■ Records from a dataset
-.-.-

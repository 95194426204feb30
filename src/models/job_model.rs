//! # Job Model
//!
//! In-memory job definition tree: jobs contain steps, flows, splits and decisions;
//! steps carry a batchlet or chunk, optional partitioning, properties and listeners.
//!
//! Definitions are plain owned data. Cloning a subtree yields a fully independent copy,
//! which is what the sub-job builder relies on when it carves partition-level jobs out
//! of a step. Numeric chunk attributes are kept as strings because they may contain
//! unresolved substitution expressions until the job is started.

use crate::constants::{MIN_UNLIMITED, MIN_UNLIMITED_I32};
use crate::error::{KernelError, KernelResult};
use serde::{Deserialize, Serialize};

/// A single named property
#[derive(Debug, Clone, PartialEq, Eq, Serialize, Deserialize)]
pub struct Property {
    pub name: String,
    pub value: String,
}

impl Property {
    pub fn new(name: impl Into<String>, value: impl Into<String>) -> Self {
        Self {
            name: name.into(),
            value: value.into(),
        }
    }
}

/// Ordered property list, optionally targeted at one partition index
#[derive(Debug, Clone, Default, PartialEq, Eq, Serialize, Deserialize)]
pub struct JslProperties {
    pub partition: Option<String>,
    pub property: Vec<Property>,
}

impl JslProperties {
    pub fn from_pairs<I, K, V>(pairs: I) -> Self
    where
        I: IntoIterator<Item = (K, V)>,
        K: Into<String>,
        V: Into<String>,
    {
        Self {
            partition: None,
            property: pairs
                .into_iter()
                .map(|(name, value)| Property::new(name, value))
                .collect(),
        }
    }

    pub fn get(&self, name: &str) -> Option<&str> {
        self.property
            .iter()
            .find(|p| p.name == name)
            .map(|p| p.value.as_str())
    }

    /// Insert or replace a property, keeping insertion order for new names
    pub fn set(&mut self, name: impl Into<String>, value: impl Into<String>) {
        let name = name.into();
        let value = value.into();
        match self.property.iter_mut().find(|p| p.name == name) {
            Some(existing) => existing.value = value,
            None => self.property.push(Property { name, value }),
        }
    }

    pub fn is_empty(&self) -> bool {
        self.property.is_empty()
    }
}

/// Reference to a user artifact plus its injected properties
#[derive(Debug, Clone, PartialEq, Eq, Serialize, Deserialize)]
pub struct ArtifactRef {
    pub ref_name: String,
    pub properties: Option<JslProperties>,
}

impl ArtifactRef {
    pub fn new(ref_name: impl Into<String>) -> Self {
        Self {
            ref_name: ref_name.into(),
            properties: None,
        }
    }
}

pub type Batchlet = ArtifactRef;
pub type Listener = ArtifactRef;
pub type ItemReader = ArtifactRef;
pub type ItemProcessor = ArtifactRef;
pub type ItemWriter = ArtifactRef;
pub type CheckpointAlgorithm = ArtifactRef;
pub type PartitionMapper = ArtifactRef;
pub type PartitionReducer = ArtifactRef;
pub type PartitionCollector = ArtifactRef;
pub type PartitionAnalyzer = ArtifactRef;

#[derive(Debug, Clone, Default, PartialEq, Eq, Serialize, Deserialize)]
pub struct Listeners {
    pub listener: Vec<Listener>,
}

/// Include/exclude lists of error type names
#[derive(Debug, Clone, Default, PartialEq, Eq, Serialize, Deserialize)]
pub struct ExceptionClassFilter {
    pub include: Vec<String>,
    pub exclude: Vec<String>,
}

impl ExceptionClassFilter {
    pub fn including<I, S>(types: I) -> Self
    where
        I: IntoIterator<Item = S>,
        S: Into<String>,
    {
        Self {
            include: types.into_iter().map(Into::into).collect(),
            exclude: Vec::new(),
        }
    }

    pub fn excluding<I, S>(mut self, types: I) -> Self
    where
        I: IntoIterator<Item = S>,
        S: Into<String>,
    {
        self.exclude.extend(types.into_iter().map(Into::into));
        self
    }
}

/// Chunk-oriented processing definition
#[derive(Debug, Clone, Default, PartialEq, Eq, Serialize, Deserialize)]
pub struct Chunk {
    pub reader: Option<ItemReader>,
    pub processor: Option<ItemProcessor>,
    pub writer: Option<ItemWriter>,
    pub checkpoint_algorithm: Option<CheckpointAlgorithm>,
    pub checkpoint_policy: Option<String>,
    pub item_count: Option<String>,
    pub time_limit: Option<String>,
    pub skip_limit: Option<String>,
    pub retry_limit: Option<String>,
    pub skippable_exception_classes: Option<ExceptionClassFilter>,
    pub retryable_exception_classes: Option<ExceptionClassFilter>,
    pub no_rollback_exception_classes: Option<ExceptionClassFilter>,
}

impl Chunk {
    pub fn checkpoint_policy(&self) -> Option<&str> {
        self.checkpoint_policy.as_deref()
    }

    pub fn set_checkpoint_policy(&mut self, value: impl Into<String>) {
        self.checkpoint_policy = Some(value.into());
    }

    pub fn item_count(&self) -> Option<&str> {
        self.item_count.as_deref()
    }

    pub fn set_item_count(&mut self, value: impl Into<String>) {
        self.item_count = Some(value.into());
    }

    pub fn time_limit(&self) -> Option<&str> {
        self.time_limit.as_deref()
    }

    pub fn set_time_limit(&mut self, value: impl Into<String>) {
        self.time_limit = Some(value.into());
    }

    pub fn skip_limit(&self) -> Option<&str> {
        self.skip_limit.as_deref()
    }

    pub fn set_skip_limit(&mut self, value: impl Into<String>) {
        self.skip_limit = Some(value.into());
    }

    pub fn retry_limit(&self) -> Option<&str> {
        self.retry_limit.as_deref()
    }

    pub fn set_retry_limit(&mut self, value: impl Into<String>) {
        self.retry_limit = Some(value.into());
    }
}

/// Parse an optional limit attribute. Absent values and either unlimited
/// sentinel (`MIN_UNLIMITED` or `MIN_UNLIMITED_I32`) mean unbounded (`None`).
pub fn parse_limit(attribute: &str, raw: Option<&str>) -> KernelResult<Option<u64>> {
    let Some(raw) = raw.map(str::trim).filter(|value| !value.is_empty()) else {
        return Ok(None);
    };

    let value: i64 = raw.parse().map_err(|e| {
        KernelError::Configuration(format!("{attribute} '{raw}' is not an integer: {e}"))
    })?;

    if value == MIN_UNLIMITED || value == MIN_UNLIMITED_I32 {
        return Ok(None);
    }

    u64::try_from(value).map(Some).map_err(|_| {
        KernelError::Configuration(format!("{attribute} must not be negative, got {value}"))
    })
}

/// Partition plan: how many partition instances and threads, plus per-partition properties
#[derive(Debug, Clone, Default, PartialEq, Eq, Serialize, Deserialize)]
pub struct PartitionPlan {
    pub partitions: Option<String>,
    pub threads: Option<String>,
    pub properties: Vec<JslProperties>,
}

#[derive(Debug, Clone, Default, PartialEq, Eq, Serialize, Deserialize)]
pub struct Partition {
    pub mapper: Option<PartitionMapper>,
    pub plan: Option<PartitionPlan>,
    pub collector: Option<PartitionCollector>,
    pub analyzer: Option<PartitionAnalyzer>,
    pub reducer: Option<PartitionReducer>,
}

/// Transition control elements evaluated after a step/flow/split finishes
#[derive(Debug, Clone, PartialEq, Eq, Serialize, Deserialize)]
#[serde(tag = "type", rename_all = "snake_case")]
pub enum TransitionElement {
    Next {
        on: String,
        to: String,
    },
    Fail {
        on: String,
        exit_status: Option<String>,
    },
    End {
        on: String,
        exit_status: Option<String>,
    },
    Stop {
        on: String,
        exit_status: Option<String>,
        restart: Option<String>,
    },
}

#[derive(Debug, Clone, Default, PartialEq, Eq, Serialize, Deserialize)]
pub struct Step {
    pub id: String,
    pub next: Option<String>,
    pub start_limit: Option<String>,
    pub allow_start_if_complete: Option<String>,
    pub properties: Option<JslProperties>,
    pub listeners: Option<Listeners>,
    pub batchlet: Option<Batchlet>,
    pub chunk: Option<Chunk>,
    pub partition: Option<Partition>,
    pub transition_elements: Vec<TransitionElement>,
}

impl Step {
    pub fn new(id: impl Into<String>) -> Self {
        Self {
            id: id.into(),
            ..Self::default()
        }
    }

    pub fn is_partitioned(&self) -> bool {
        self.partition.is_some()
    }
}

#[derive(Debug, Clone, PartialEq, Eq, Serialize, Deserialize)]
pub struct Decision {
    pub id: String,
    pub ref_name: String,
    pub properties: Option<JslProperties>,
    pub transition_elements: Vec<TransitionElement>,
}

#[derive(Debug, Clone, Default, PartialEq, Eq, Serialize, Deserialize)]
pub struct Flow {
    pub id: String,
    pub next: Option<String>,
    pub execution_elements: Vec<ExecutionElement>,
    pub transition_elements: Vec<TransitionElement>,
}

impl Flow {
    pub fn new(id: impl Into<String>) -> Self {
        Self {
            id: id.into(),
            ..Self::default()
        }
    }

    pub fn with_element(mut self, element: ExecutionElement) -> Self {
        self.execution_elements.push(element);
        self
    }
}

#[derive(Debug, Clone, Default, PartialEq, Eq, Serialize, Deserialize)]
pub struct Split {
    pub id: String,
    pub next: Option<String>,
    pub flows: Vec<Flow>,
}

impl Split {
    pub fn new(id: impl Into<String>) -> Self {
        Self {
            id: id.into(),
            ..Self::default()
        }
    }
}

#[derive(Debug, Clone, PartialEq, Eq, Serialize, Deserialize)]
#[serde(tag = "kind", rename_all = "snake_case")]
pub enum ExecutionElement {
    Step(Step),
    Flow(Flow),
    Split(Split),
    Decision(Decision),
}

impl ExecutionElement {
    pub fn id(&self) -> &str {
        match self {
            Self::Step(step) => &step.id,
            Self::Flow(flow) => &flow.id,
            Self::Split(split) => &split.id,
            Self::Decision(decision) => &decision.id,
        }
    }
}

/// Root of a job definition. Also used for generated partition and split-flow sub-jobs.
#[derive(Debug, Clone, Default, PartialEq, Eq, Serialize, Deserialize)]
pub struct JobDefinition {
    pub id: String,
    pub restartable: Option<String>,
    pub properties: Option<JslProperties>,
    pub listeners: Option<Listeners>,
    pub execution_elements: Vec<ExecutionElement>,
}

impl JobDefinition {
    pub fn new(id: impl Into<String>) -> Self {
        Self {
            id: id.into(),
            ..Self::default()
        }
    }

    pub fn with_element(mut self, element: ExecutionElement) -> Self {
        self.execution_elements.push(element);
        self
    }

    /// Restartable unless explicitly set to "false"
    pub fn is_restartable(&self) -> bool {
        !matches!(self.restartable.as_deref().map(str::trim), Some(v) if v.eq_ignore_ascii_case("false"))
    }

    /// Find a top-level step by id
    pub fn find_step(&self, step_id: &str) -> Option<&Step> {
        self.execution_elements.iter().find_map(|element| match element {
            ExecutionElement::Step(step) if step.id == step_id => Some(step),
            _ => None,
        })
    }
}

-.-.-

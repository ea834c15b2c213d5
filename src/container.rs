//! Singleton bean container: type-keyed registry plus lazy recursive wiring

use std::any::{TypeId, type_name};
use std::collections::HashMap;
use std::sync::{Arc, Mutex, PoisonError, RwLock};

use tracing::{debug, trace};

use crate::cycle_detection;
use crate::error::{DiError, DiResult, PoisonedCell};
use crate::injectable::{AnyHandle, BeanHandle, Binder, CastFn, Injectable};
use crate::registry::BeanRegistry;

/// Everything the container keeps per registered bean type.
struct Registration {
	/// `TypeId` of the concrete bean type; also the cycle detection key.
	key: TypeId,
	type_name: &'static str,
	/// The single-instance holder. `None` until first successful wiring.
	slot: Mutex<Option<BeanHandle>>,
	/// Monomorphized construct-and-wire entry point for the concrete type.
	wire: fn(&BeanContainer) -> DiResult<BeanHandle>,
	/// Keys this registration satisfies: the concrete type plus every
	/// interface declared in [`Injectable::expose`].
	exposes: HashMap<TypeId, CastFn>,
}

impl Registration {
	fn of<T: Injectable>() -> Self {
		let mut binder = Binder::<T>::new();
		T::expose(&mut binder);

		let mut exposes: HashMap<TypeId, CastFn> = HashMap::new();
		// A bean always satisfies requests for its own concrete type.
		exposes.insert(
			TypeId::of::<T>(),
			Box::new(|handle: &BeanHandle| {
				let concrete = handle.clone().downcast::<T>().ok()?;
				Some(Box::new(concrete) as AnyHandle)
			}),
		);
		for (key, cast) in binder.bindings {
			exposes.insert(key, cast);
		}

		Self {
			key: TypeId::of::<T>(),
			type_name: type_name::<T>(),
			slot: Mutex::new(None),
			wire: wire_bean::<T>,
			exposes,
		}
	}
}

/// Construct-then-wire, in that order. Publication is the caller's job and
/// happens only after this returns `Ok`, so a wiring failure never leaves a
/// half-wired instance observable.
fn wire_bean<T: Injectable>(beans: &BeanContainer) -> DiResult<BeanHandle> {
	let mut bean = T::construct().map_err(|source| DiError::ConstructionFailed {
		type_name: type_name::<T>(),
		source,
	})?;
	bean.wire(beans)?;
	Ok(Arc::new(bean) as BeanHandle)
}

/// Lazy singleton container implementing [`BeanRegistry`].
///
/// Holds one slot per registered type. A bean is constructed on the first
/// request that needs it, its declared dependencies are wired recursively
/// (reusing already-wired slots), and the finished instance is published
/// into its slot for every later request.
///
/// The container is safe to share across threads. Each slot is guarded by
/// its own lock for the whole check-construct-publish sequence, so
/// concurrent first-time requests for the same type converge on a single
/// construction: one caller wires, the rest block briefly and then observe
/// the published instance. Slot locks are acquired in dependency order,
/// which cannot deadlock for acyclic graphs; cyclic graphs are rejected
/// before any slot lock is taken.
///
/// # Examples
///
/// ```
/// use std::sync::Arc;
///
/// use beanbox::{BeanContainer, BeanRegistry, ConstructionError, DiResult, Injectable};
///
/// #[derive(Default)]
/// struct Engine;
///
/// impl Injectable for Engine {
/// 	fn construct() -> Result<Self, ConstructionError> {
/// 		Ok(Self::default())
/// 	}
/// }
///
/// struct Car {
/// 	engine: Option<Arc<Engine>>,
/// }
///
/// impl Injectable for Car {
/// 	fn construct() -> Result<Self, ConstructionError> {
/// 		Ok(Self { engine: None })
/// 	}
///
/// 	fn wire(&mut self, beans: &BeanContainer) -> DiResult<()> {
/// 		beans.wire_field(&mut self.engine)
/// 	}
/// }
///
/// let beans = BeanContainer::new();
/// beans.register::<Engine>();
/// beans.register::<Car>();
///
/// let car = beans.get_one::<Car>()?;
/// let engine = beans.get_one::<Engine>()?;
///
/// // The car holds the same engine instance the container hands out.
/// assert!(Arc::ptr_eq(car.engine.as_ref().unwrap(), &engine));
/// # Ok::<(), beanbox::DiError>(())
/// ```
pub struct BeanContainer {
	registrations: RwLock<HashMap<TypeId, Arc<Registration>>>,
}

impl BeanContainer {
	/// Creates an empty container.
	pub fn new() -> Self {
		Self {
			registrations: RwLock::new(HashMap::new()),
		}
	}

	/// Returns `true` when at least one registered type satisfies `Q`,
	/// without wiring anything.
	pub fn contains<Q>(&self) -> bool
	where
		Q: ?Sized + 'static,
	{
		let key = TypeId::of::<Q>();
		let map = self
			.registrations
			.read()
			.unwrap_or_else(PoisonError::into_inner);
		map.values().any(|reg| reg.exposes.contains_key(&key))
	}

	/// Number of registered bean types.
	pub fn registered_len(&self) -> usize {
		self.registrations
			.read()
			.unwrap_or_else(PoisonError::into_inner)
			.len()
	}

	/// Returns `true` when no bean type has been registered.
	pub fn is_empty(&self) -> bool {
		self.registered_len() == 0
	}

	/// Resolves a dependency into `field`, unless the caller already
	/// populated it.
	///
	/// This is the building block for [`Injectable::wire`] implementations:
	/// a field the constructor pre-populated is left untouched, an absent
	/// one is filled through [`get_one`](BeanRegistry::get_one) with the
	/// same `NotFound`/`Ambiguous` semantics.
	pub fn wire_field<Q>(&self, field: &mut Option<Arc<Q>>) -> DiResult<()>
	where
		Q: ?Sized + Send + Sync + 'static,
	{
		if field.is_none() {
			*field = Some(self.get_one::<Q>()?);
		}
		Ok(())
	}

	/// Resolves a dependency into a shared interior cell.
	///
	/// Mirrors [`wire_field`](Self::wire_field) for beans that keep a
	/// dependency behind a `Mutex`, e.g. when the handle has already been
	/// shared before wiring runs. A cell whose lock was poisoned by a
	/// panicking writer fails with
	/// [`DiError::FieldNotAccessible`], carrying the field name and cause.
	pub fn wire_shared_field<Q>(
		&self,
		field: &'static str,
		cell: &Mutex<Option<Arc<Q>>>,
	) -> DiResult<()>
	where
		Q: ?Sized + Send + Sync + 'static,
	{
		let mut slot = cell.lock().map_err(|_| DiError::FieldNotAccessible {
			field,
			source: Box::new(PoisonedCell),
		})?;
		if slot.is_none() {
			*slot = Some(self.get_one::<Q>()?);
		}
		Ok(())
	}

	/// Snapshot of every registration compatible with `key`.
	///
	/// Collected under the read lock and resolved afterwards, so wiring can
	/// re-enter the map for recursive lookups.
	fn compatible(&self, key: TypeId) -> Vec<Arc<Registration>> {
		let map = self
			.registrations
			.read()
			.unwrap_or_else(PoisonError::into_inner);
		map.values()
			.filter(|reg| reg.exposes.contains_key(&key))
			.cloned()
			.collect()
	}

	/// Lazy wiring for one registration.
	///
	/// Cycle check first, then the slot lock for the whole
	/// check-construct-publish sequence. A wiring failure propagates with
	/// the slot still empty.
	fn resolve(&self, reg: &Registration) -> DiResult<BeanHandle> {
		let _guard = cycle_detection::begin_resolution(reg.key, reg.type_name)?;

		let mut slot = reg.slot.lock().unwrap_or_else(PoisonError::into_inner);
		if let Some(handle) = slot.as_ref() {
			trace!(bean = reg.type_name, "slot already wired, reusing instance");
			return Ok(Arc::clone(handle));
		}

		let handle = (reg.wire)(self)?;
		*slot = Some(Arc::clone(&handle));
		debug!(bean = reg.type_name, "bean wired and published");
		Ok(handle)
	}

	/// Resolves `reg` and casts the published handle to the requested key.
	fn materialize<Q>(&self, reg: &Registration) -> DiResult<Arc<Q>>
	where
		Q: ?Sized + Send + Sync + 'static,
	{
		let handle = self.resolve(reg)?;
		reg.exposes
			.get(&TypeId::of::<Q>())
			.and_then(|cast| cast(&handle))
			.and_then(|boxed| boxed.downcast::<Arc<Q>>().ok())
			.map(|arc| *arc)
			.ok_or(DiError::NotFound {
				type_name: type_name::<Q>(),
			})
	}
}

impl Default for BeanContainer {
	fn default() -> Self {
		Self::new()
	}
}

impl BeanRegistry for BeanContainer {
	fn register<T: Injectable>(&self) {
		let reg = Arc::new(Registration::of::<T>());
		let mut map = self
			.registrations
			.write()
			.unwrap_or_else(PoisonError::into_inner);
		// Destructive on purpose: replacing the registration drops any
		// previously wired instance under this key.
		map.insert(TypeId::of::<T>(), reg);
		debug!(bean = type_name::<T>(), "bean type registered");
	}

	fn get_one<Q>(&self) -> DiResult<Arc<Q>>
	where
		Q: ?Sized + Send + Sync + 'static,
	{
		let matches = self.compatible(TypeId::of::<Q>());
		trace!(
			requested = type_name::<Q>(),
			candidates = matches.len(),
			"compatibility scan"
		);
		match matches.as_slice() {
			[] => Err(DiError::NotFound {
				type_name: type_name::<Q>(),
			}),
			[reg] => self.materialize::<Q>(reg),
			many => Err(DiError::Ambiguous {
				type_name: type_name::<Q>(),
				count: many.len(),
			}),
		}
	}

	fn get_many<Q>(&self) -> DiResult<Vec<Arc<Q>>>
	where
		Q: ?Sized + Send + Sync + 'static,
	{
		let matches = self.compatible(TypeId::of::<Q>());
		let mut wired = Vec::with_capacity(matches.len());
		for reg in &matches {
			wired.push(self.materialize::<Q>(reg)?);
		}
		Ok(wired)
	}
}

-.-.-

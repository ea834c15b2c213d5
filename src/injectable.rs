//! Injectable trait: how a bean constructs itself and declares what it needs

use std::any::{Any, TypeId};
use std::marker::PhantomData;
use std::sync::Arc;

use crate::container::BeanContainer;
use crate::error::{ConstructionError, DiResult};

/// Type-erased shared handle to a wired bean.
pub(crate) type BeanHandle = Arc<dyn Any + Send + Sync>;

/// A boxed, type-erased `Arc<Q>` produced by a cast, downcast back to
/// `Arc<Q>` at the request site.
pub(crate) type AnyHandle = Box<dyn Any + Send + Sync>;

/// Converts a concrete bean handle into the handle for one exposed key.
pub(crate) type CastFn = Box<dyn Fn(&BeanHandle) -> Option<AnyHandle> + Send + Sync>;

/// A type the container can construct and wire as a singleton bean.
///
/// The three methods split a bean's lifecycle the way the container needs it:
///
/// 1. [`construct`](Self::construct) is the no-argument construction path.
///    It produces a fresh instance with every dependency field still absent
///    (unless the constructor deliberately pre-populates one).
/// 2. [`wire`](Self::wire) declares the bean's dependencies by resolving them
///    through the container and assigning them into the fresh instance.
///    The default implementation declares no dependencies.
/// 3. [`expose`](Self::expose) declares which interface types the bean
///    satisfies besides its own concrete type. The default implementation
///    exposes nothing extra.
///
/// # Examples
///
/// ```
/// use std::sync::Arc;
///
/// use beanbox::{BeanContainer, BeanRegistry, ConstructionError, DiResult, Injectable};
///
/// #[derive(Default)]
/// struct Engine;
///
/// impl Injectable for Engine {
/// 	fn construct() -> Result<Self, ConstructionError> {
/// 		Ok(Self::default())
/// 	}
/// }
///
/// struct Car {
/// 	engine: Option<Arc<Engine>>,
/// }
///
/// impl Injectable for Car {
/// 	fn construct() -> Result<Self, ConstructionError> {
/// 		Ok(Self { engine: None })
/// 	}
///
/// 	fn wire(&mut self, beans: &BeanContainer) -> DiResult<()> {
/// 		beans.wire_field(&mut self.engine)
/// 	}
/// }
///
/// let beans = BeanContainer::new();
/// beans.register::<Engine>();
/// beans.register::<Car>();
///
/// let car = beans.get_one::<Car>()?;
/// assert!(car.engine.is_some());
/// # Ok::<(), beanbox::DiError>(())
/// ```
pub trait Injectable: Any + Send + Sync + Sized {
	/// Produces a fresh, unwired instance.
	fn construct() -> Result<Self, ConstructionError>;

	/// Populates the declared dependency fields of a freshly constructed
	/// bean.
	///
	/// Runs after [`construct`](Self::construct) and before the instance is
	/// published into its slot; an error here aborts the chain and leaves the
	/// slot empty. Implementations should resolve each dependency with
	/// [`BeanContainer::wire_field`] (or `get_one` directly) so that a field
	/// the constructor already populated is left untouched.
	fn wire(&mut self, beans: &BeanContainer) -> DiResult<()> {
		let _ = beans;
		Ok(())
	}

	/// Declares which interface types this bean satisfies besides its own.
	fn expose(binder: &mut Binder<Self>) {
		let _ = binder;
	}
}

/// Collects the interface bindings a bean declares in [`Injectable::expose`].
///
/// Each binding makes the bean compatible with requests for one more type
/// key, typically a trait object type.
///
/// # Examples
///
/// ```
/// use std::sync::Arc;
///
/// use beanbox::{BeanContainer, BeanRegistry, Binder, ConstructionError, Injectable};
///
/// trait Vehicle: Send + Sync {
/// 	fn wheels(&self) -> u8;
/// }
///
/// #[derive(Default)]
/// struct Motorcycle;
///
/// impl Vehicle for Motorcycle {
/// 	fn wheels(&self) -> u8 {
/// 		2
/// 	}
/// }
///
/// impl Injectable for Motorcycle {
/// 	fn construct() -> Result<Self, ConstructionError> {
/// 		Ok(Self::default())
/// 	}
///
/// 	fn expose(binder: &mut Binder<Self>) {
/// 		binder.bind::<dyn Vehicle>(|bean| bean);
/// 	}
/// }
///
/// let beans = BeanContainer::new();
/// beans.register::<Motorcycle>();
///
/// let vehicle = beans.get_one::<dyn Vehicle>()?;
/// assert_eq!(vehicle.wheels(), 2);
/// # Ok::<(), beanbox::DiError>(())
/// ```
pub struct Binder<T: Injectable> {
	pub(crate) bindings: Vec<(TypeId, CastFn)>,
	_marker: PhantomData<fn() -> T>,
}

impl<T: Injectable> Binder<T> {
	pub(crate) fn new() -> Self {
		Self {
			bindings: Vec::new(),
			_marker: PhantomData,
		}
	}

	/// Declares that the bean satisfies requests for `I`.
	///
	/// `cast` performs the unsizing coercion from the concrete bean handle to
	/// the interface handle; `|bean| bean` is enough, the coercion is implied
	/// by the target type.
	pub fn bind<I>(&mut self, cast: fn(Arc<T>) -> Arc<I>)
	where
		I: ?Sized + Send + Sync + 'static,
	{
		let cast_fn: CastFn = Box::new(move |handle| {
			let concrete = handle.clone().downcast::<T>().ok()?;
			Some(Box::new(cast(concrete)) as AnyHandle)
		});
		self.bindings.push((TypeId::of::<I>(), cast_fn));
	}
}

-.-.-

■ Action item
Find the lines that mention "Resolves" in the entries and show them.

■ Output of the task
	/// Resolves a dependency into `field`, unless the caller already
	/// Resolves a dependency into a shared interior cell.
	/// Resolves `reg` and casts the published handle to the requested key.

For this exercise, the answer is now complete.